Шрифт:
Интервал:
Закладка:
— Завтрак готов, — выглядывая из кухонного окна, с ледяным выражением сказала бабушка.
Каким счастливым казался Юльке порозовевший сад, медленно выступавший из голубого тумана. Мир так добр. И щедр... Только Юлька одна в этом мире тайно страдала, мучалась. Она понимала, что это глупо, но отделаться от наваждения не могла: вселенная больших чувств и больших страстей жила теперь для нее как бы рядом с чувствами бедными, словами не изобретенными, словами-эхо.
Однако что это нынче с бабушкой? Опять уронила на пол кастрюлю. Наверху, в кабинете матери, тотчас же, как бы откликаясь на грохот кастрюли, погасла лампа. Все позже и позже гас этот желтый свет, иногда она забывала его гасить. Ночь удлинялась — ночная птица начала переколдовываться в дневную.
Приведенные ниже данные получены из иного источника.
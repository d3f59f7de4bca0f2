//! Offline coordinator configuration

use std::fmt;
use std::sync::Arc;

use driftq_domain::constants::DEFAULT_MAX_RETRIES;
use driftq_domain::{CollectionRegistry, OutboxError, Result, Transaction};

use crate::ports::{
    BeforeRetryFilter, LeaderElection, LeadershipCallback, MutationRegistry, OnlineDetector,
    StorageAdapter, UnknownMutationFnCallback,
};
use crate::time::Clock;

/// Configuration for [`crate::coordinator::OfflineCoordinator`].
///
/// `collections` and `mutation_fns` are required; everything else has a
/// sensible default (in-memory storage, null leader election, manual online
/// detector, system clock).
pub struct OfflineConfig {
    pub collections: CollectionRegistry,
    pub mutation_fns: MutationRegistry,
    pub storage: Option<Arc<dyn StorageAdapter>>,
    /// Reserved: the core currently forces sequential execution
    pub max_concurrency: usize,
    pub jitter: bool,
    pub max_retries: u32,
    pub before_retry: Option<BeforeRetryFilter>,
    pub on_unknown_mutation_fn: Option<UnknownMutationFnCallback>,
    pub on_leadership_change: Option<LeadershipCallback>,
    pub leader_election: Option<Arc<dyn LeaderElection>>,
    pub online_detector: Option<Arc<dyn OnlineDetector>>,
    pub clock: Option<Arc<dyn Clock>>,
}

impl OfflineConfig {
    /// Create a configuration with the required registries and defaults for
    /// everything else
    pub fn new(collections: CollectionRegistry, mutation_fns: MutationRegistry) -> Self {
        Self {
            collections,
            mutation_fns,
            storage: None,
            max_concurrency: 1,
            jitter: true,
            max_retries: DEFAULT_MAX_RETRIES,
            before_retry: None,
            on_unknown_mutation_fn: None,
            on_leadership_change: None,
            leader_election: None,
            online_detector: None,
            clock: None,
        }
    }

    /// Override the storage adapter
    #[must_use]
    pub fn with_storage(mut self, storage: Arc<dyn StorageAdapter>) -> Self {
        self.storage = Some(storage);
        self
    }

    /// Set the reserved concurrency knob (the core forces 1 for now)
    #[must_use]
    pub fn with_max_concurrency(mut self, max_concurrency: usize) -> Self {
        self.max_concurrency = max_concurrency;
        self
    }

    /// Enable or disable retry jitter
    #[must_use]
    pub fn with_jitter(mut self, jitter: bool) -> Self {
        self.jitter = jitter;
        self
    }

    /// Cap the number of retry attempts
    #[must_use]
    pub fn with_max_retries(mut self, max_retries: u32) -> Self {
        self.max_retries = max_retries;
        self
    }

    /// Install a replay filter applied when leadership is acquired
    #[must_use]
    pub fn with_before_retry<F>(mut self, filter: F) -> Self
    where
        F: Fn(Vec<Transaction>) -> Vec<Transaction> + Send + Sync + 'static,
    {
        self.before_retry = Some(Arc::new(filter));
        self
    }

    /// Install a callback fired when a transaction names a missing mutation
    /// function
    #[must_use]
    pub fn with_on_unknown_mutation_fn<F>(mut self, callback: F) -> Self
    where
        F: Fn(&str, &Transaction) + Send + Sync + 'static,
    {
        self.on_unknown_mutation_fn = Some(Arc::new(callback));
        self
    }

    /// Install a callback fired on leadership changes
    #[must_use]
    pub fn with_on_leadership_change<F>(mut self, callback: F) -> Self
    where
        F: Fn(bool) + Send + Sync + 'static,
    {
        self.on_leadership_change = Some(Arc::new(callback));
        self
    }

    /// Override the leader-election primitive
    #[must_use]
    pub fn with_leader_election(mut self, election: Arc<dyn LeaderElection>) -> Self {
        self.leader_election = Some(election);
        self
    }

    /// Override the connectivity detector
    #[must_use]
    pub fn with_online_detector(mut self, detector: Arc<dyn OnlineDetector>) -> Self {
        self.online_detector = Some(detector);
        self
    }

    /// Override the wall clock (tests)
    #[must_use]
    pub fn with_clock(mut self, clock: Arc<dyn Clock>) -> Self {
        self.clock = Some(clock);
        self
    }

    /// Validate configuration
    pub fn validate(&self) -> Result<()> {
        if self.mutation_fns.is_empty() {
            return Err(OutboxError::Config(
                "at least one mutation function must be registered".to_string(),
            ));
        }
        if self.max_concurrency == 0 {
            return Err(OutboxError::Config("max_concurrency must be at least 1".to_string()));
        }
        Ok(())
    }
}

impl fmt::Debug for OfflineConfig {
    fn fmt(&self, f: &mut fmt::Formatter<'_>) -> fmt::Result {
        f.debug_struct("OfflineConfig")
            .field("collections", &self.collections)
            .field("mutation_fns", &self.mutation_fns)
            .field("max_concurrency", &self.max_concurrency)
            .field("jitter", &self.jitter)
            .field("max_retries", &self.max_retries)
            .field("has_storage_override", &self.storage.is_some())
            .field("has_leader_election_override", &self.leader_election.is_some())
            .field("has_online_detector_override", &self.online_detector.is_some())
            .finish_non_exhaustive()
    }
}

#[cfg(test)]
mod tests {
    //! Unit tests for the configuration surface.
    use super::*;
    use crate::ports::MutationContext;

    fn minimal_config() -> OfflineConfig {
        let mut mutation_fns = MutationRegistry::new();
        mutation_fns
            .register_fn("noop", |_ctx: MutationContext| async move { Ok(serde_json::json!(null)) });
        OfflineConfig::new(CollectionRegistry::new(), mutation_fns)
    }

    /// Validates configuration defaults.
    ///
    /// Assertions:
    /// - Confirms jitter on, concurrency 1, max retries 10.
    #[test]
    fn test_defaults() {
        let config = minimal_config();

        assert!(config.jitter);
        assert_eq!(config.max_concurrency, 1);
        assert_eq!(config.max_retries, 10);
        assert!(config.validate().is_ok());
    }

    /// Validates `validate` rejections.
    ///
    /// Assertions:
    /// - Ensures an empty mutation registry fails validation.
    /// - Ensures zero concurrency fails validation.
    #[test]
    fn test_validate_rejections() {
        let empty = OfflineConfig::new(CollectionRegistry::new(), MutationRegistry::new());
        assert!(empty.validate().is_err());

        let zero = minimal_config().with_max_concurrency(0);
        assert!(zero.validate().is_err());
    }
}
Могло показаться, что мир вокруг Юльки и бабушки томится в осенней бессоннице. Здесь не спал никто, кроме них двоих, — ни сад в голубом тумане, ни Юлькина мама, ни тетя Вера.
И как только доставало на это сил?!
Однажды днем, когда тетя Вера и мама уехали на работу, Юля застала в саду свою бабку в состоянии и виде необычайном. Бабка стояла во весь свой большущий рост посреди центральной дорожки, поднимала вверх руки, заламывала их и, горько всхлипывая, бормотала что-то себе под нос.
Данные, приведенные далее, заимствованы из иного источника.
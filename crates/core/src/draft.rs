//! Draft builder
//!
//! Caller-side builder that accumulates per-row mutations and, on commit,
//! assembles a transaction (fresh id, idempotency key, creation timestamp)
//! and persists it through the coordinator. The returned handle exposes the
//! transaction id and the waiter future settled at terminal state.

use std::collections::HashMap;
use std::sync::Arc;

use driftq_domain::{
    Collection, Mutation, MutationType, OutboxError, Result, Transaction,
};
use tracing::debug;
use uuid::Uuid;

use crate::coordinator::OfflineCoordinator;
use crate::waiters::{WaiterFuture, WaiterOutcome};

/// Options for [`OfflineCoordinator::create_draft`].
#[derive(Debug, Clone)]
pub struct DraftOptions {
    pub mutation_fn_name: String,
    pub metadata: HashMap<String, serde_json::Value>,
}

impl DraftOptions {
    /// Create options naming the mutation function that will execute the
    /// committed transaction
    pub fn new(mutation_fn_name: impl Into<String>) -> Self {
        Self { mutation_fn_name: mutation_fn_name.into(), metadata: HashMap::new() }
    }

    /// Attach an opaque metadata entry carried with the transaction
    #[must_use]
    pub fn with_metadata(mut self, key: impl Into<String>, value: serde_json::Value) -> Self {
        self.metadata.insert(key.into(), value);
        self
    }
}

/// Accumulates mutations for one transaction.
pub struct Draft {
    coordinator: OfflineCoordinator,
    mutation_fn_name: String,
    metadata: HashMap<String, serde_json::Value>,
    mutations: Vec<Mutation>,
}

impl Draft {
    pub(crate) fn new(coordinator: OfflineCoordinator, options: DraftOptions) -> Self {
        Self {
            coordinator,
            mutation_fn_name: options.mutation_fn_name,
            metadata: options.metadata,
            mutations: Vec::new(),
        }
    }

    /// Record an insert of a new row
    pub fn insert(
        &mut self,
        collection: &Arc<dyn Collection>,
        global_key: impl Into<String>,
        modified: serde_json::Value,
    ) -> &mut Self {
        self.mutations.push(Mutation::new(
            Arc::clone(collection),
            global_key,
            MutationType::Insert,
            None,
            Some(modified),
        ));
        self
    }

    /// Record an update of an existing row
    pub fn update(
        &mut self,
        collection: &Arc<dyn Collection>,
        global_key: impl Into<String>,
        original: serde_json::Value,
        modified: serde_json::Value,
    ) -> &mut Self {
        self.mutations.push(Mutation::new(
            Arc::clone(collection),
            global_key,
            MutationType::Update,
            Some(original),
            Some(modified),
        ));
        self
    }

    /// Record a deletion of an existing row
    pub fn delete(
        &mut self,
        collection: &Arc<dyn Collection>,
        global_key: impl Into<String>,
        original: serde_json::Value,
    ) -> &mut Self {
        self.mutations.push(Mutation::new(
            Arc::clone(collection),
            global_key,
            MutationType::Delete,
            Some(original),
            None,
        ));
        self
    }

    /// Number of accumulated mutations
    pub fn mutation_count(&self) -> usize {
        self.mutations.len()
    }

    /// Assemble the transaction and persist it through the coordinator.
    ///
    /// Fails when the draft is empty or references an unregistered
    /// collection; persistence failures bubble up from storage.
    pub async fn commit(self) -> Result<DraftCommit> {
        if self.mutations.is_empty() {
            return Err(OutboxError::InvalidTransaction(
                "draft contains no mutations".to_string(),
            ));
        }

        let collections = self.coordinator.collections();
        for mutation in &self.mutations {
            if !collections.contains(&mutation.collection_id) {
                return Err(OutboxError::UnknownCollection(mutation.collection_id.clone()));
            }
        }

        let tx = Transaction::new(
            Uuid::new_v4().to_string(),
            self.mutation_fn_name,
            self.mutations,
            Uuid::new_v4().to_string(),
            self.coordinator.clock().epoch_ms(),
            self.metadata,
        );
        let transaction_id = tx.id.clone();
        debug!(tx_id = %transaction_id, mutations = tx.mutations.len(), "committing draft");

        // Register the waiter before persisting so a fast drain cannot settle
        // into the void
        let outcome = self.coordinator.wait_for(&transaction_id);
        self.coordinator.persist(tx).await?;

        Ok(DraftCommit { transaction_id, outcome })
    }
}

/// Handle returned by [`Draft::commit`].
pub struct DraftCommit {
    pub transaction_id: String,
    outcome: WaiterFuture,
}

impl DraftCommit {
    /// Cloneable future settled when the transaction reaches a terminal state
    pub fn outcome(&self) -> WaiterFuture {
        self.outcome.clone()
    }

    /// Await the terminal outcome
    pub async fn wait(self) -> WaiterOutcome {
        self.outcome.await
    }
}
«Может, выпила?!» — совершенно несообразно решила Юлька. Бабушка не пила никогда.
Если случалось, что тетя Вера нальет себе рюмку водки, бабушка говорила басом:
— Слава богу, что вовремя умер отец. Не дожил до эдакого позора!
— Бабушка, — тихо спросила Юлька и осторожно подошла к бабушке, — бабушка, что с тобой?!
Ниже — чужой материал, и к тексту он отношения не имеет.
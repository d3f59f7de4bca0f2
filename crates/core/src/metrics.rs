//! Outbox metrics for monitoring

use std::sync::atomic::{AtomicU64, AtomicUsize, Ordering as AtomicOrdering};

use serde::{Deserialize, Serialize};

/// Counters tracked across the outbox lifecycle
#[derive(Debug, Default)]
pub struct OutboxMetrics {
    pub total_enqueued: AtomicU64,
    pub total_replayed: AtomicU64,
    pub total_completed: AtomicU64,
    pub total_retried: AtomicU64,
    pub total_failed_permanent: AtomicU64,
    pub envelopes_pruned: AtomicU64,
    pub pending_size: AtomicUsize,
}

impl OutboxMetrics {
    /// Create new metrics instance
    pub fn new() -> Self {
        Self::default()
    }

    /// Record a transaction accepted into the outbox
    pub fn record_enqueue(&self) {
        self.total_enqueued.fetch_add(1, AtomicOrdering::Relaxed);
    }

    /// Record transactions rescued from storage at leadership acquisition
    pub fn record_replayed(&self, count: u64) {
        self.total_replayed.fetch_add(count, AtomicOrdering::Relaxed);
    }

    /// Record a successful mutation call
    pub fn record_completion(&self) {
        self.total_completed.fetch_add(1, AtomicOrdering::Relaxed);
    }

    /// Record a retry being scheduled
    pub fn record_retry(&self) {
        self.total_retried.fetch_add(1, AtomicOrdering::Relaxed);
    }

    /// Record a permanent failure
    pub fn record_permanent_failure(&self) {
        self.total_failed_permanent.fetch_add(1, AtomicOrdering::Relaxed);
    }

    /// Record an undecodable envelope skipped during enumeration
    pub fn record_pruned_envelope(&self) {
        self.envelopes_pruned.fetch_add(1, AtomicOrdering::Relaxed);
    }

    /// Update the pending-set gauge
    pub fn update_pending_size(&self, size: usize) {
        self.pending_size.store(size, AtomicOrdering::Relaxed);
    }

    /// Get a snapshot of metrics
    pub fn snapshot(&self) -> OutboxMetricsSnapshot {
        OutboxMetricsSnapshot {
            total_enqueued: self.total_enqueued.load(AtomicOrdering::Relaxed),
            total_replayed: self.total_replayed.load(AtomicOrdering::Relaxed),
            total_completed: self.total_completed.load(AtomicOrdering::Relaxed),
            total_retried: self.total_retried.load(AtomicOrdering::Relaxed),
            total_failed_permanent: self.total_failed_permanent.load(AtomicOrdering::Relaxed),
            envelopes_pruned: self.envelopes_pruned.load(AtomicOrdering::Relaxed),
            pending_size: self.pending_size.load(AtomicOrdering::Relaxed),
        }
    }
}

/// Immutable metrics snapshot
#[derive(Debug, Clone, Serialize, Deserialize)]
pub struct OutboxMetricsSnapshot {
    pub total_enqueued: u64,
    pub total_replayed: u64,
    pub total_completed: u64,
    pub total_retried: u64,
    pub total_failed_permanent: u64,
    pub envelopes_pruned: u64,
    pub pending_size: usize,
}
impl CollectionRegistry {
    /// Create an empty registry
    pub fn new() -> Self {
        Self::default()
    }

    /// Register a collection under its own id. Last registration wins.
    pub fn register(&mut self, collection: Arc<dyn Collection>) {
        self.collections.insert(collection.id().to_string(), collection);
    }

    /// Look up a collection by id
    pub fn get(&self, id: &str) -> Option<Arc<dyn Collection>> {
        self.collections.get(id).cloned()
    }

    /// Whether the id resolves to a registered collection
    pub fn contains(&self, id: &str) -> bool {
        self.collections.contains_key(id)
    }

    /// Number of registered collections
    pub fn len(&self) -> usize {
        self.collections.len()
    }

    /// Whether the registry is empty
    pub fn is_empty(&self) -> bool {
        self.collections.is_empty()
    }
}

impl fmt::Debug for CollectionRegistry {
    fn fmt(&self, f: &mut fmt::Formatter<'_>) -> fmt::Result {
        f.debug_struct("CollectionRegistry")
            .field("ids", &self.collections.keys().collect::<Vec<_>>())
            .finish()
    }
}

/// One per-row operation inside a transaction, with its live collection
/// reference attached.
#[derive(Clone)]
pub struct Mutation {
    pub global_key: String,
    pub kind: MutationType,
    pub modified: Option<serde_json::Value>,
    pub original: Option<serde_json::Value>,
    pub collection_id: String,
    pub collection: Arc<dyn Collection>,
}

impl Mutation {
    /// Build a mutation against a live collection.
    pub fn new(
        collection: Arc<dyn Collection>,
        global_key: impl Into<String>,
        kind: MutationType,
        original: Option<serde_json::Value>,
        modified: Option<serde_json::Value>,
    ) -> Self {
        let collection_id = collection.id().to_string();
        Self { global_key: global_key.into(), kind, modified, original, collection_id, collection }
    }
}

impl fmt::Debug for Mutation {
    fn fmt(&self, f: &mut fmt::Formatter<'_>) -> fmt::Result {
        f.debug_struct("Mutation")
            .field("global_key", &self.global_key)
            .field("kind", &self.kind)
            .field("modified", &self.modified)
            .field("original", &self.original)
            .field("collection_id", &self.collection_id)
            .finish_non_exhaustive()
    }
}

// Live collection references are identity, not state: two mutations are equal
// when everything but the attached Arc matches.
impl PartialEq for Mutation {
    fn eq(&self, other: &Self) -> bool {
        self.global_key == other.global_key
            && self.kind == other.kind
            && self.modified == other.modified
            && self.original == other.original
            && self.collection_id == other.collection_id
    }
}

/// In-memory transaction: the unit queued, persisted and executed.
///
/// Immutable by convention once created; only the executor touches
/// `retry_count`, `next_attempt_at` and `last_error`.
#[derive(Debug, Clone, PartialEq)]
pub struct Transaction {
    pub id: String,
    pub mutation_fn_name: String,
    pub mutations: Vec<Mutation>,
    /// Global keys extracted from `mutations`, for targeted queries
    pub keys: BTreeSet<String>,
    /// Stable across retries; handed to the mutation function so the server
    /// can deduplicate repeated attempts of the same transaction
    pub idempotency_key: String,
    /// Creation instant, epoch milliseconds; set once, never mutated
    pub created_at: i64,
    pub retry_count: u32,
    /// Earliest wall-clock instant (epoch ms) the next attempt may run
    pub next_attempt_at: i64,
    pub last_error: Option<ErrorInfo>,
    pub metadata: HashMap<String, serde_json::Value>,
    pub version: u32,
}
— Юленька, утешение мое... Знай во всем чувство меры!.. Не уходи с головой в науку! Не уходи с головой в науку... И... и... Во всех отношениях... чувство меры!! О боже... Бедные, бедные мои дети... Юлька, молю тебя! — И бабушка отчаянно зарыдала.
— Бабушка!.. Я не уйду с головой. Не уйду! — клянусь! — содрогаясь от сострадания, принялась утешать Юлька. — Я... вот увидишь, увидишь, бабушка... Если хочешь, я даже могу не кончать школы.
— Глупости все, — ответила бабушка и махнула рукой. Пошла к террасе, вздрагивая на ходу всем своим грузным телом. Ее спина выражала полную безнадежность.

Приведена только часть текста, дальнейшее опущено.